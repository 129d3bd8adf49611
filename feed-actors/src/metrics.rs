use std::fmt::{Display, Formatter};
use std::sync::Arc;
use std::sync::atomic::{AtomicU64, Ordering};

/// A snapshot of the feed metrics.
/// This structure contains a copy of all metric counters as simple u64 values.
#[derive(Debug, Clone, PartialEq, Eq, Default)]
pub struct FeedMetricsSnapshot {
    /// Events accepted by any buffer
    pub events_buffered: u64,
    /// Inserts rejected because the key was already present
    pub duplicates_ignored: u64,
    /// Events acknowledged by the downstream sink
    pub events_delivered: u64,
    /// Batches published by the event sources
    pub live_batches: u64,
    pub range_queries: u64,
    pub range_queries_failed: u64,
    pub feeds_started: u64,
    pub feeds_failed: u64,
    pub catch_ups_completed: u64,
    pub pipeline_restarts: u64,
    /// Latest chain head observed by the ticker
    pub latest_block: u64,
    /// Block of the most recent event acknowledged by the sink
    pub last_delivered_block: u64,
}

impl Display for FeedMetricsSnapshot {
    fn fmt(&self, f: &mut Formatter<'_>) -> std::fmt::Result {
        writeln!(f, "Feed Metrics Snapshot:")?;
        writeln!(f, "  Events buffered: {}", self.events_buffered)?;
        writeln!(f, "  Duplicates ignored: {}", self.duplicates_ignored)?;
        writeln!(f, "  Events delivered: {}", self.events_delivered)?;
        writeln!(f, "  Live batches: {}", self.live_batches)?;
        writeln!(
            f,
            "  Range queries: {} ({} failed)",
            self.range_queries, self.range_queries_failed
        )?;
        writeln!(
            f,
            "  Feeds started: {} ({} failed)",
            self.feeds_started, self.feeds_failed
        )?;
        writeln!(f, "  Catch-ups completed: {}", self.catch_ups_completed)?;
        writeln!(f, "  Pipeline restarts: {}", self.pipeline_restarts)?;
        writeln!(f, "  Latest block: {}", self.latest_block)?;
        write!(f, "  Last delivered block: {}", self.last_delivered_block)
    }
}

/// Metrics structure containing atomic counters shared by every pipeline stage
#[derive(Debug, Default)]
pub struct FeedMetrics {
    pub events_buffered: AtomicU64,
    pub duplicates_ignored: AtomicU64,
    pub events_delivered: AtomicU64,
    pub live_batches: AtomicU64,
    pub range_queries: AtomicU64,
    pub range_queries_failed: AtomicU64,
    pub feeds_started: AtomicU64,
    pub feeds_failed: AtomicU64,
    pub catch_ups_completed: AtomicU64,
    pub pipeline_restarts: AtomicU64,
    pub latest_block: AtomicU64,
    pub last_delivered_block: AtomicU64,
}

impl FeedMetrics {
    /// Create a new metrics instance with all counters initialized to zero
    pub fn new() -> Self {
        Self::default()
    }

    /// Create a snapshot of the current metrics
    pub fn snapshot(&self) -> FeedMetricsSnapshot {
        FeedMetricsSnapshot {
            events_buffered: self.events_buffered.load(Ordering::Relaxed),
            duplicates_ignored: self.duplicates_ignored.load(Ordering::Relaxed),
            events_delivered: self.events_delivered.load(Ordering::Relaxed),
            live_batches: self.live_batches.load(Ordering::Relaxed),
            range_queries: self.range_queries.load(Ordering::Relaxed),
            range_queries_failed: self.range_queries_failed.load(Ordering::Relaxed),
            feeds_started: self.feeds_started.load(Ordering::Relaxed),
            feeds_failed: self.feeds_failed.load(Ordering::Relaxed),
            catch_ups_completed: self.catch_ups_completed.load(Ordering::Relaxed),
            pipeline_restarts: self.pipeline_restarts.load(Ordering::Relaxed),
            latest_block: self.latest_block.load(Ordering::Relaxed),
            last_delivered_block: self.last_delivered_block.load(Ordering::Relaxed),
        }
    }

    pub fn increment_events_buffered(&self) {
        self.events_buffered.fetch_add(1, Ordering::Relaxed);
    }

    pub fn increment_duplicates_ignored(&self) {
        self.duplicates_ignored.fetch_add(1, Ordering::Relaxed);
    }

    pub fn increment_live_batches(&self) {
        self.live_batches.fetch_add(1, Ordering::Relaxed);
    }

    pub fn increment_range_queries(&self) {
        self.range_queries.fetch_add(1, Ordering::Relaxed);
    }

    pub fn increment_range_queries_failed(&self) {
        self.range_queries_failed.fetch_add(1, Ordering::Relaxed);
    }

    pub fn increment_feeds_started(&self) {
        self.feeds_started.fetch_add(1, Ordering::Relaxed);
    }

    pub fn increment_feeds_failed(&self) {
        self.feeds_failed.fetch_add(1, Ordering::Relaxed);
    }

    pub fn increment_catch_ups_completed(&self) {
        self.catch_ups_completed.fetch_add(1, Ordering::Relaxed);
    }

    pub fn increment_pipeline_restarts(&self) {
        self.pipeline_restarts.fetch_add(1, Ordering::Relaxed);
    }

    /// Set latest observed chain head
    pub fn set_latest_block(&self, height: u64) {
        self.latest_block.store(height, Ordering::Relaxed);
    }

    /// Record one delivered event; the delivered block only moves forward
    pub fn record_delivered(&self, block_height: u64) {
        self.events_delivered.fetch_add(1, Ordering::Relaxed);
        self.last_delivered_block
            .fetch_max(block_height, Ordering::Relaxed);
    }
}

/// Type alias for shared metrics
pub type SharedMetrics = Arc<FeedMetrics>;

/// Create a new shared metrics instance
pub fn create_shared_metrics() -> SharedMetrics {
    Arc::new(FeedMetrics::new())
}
★ ★ ★
# Assignment:
Scan the entries above for the word "load" and collect each line holding it.

# Task response:
            events_buffered: self.events_buffered.load(Ordering::Relaxed),
            duplicates_ignored: self.duplicates_ignored.load(Ordering::Relaxed),
            events_delivered: self.events_delivered.load(Ordering::Relaxed),
            live_batches: self.live_batches.load(Ordering::Relaxed),
            range_queries: self.range_queries.load(Ordering::Relaxed),
            range_queries_failed: self.range_queries_failed.load(Ordering::Relaxed),
            feeds_started: self.feeds_started.load(Ordering::Relaxed),
            feeds_failed: self.feeds_failed.load(Ordering::Relaxed),
            catch_ups_completed: self.catch_ups_completed.load(Ordering::Relaxed),
            pipeline_restarts: self.pipeline_restarts.load(Ordering::Relaxed),
            latest_block: self.latest_block.load(Ordering::Relaxed),
            last_delivered_block: self.last_delivered_block.load(Ordering::Relaxed),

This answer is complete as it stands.